Everything you ever wanted to know about Lana Del Rey('s fans), but were too afraid to ask
Date: Wed 6th June 2012 15:00
Location: BR 3.02
Speaker(s): Ben Fields (Musicmetric)

The ways people find and collect music have changed radically over the last decade.  There is considerably less emphasis on the buying and selling of physical media as these forms are replaced by purchased digital downloads and streaming services, alongside a well-established system of peer-to-peer unlicensed distribution via protocols like BitTorrent.  Add to this the advent of social networks, both general and music-focused, and the result is a fundamental change in how fans interact with both music and the artists the produce it.  These new forms of interaction all share a common feature -- they are digitally recorded.  During this talk we'll look these digital interaction breadcrumbs from various social (e.g. Facebook, Soundcloud) and peer-to-peer (BitTorrent) networks and other sources.  We'll take a look at how Musicmetric handles some of the problems associated with data collection.  Then we'll walk through what data is available (and machine-readable!) via Musicmetric's JSON API and look at some example applications of these data-sources.

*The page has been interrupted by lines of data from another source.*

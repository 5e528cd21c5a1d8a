//! Development-time tracing for debugging runs.
//!
//! # Separation of Concerns
//!
//! - **Tracing (this module)**: Dev diagnostics via `RUST_LOG`, output to stderr.
//!   Not persisted, not part of command output.
//!
//! - **Run logs (`io/state_store`)**: Product entries in the state file's
//!   `logs` section. Always written, unaffected by `RUST_LOG`.

use tracing_subscriber::{EnvFilter, fmt, layer::SubscriberExt, util::SubscriberInitExt};

/// Initialize tracing subscriber for development logging.
///
/// Reads `RUST_LOG` env var. Defaults to `warn` if unset.
/// Output: stderr, compact format.
///
/// # Example
/// ```bash
/// RUST_LOG=goalweaver=debug goalweaver demo
/// ```
pub fn init() {
    let filter = EnvFilter::try_from_default_env().unwrap_or_else(|_| EnvFilter::new("warn"));

    // A second init (e.g. from tests) keeps the first subscriber.
    let _ = tracing_subscriber::registry()
        .with(filter)
        .with(fmt::layer().with_writer(std::io::stderr).compact())
        .try_init();
}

Ben Fields leads Musicmetric's data science team in an attempt to wrangle some sanity into the Internet's vast supply of horribly formed music data. He has a PhD from the Intelligent Sound and Music Systems group in the Computing Department at Goldsmiths University of London. His work there focused on merging social and acoustic similarity spaces to drive playlist creation and related user-facing systems. He is an expert on metadata, structured data, the semantic web and recommendation systems. In his spare time, he is a co-chair of the annual International Workshop On Music Recommendation And Discovery, has given an Ignite London talk about beer styles, occasionally DJs, is an accredited beer judge and homebrews beer. He thinks bios in the third person are weird but figures that's how they're meant to be written.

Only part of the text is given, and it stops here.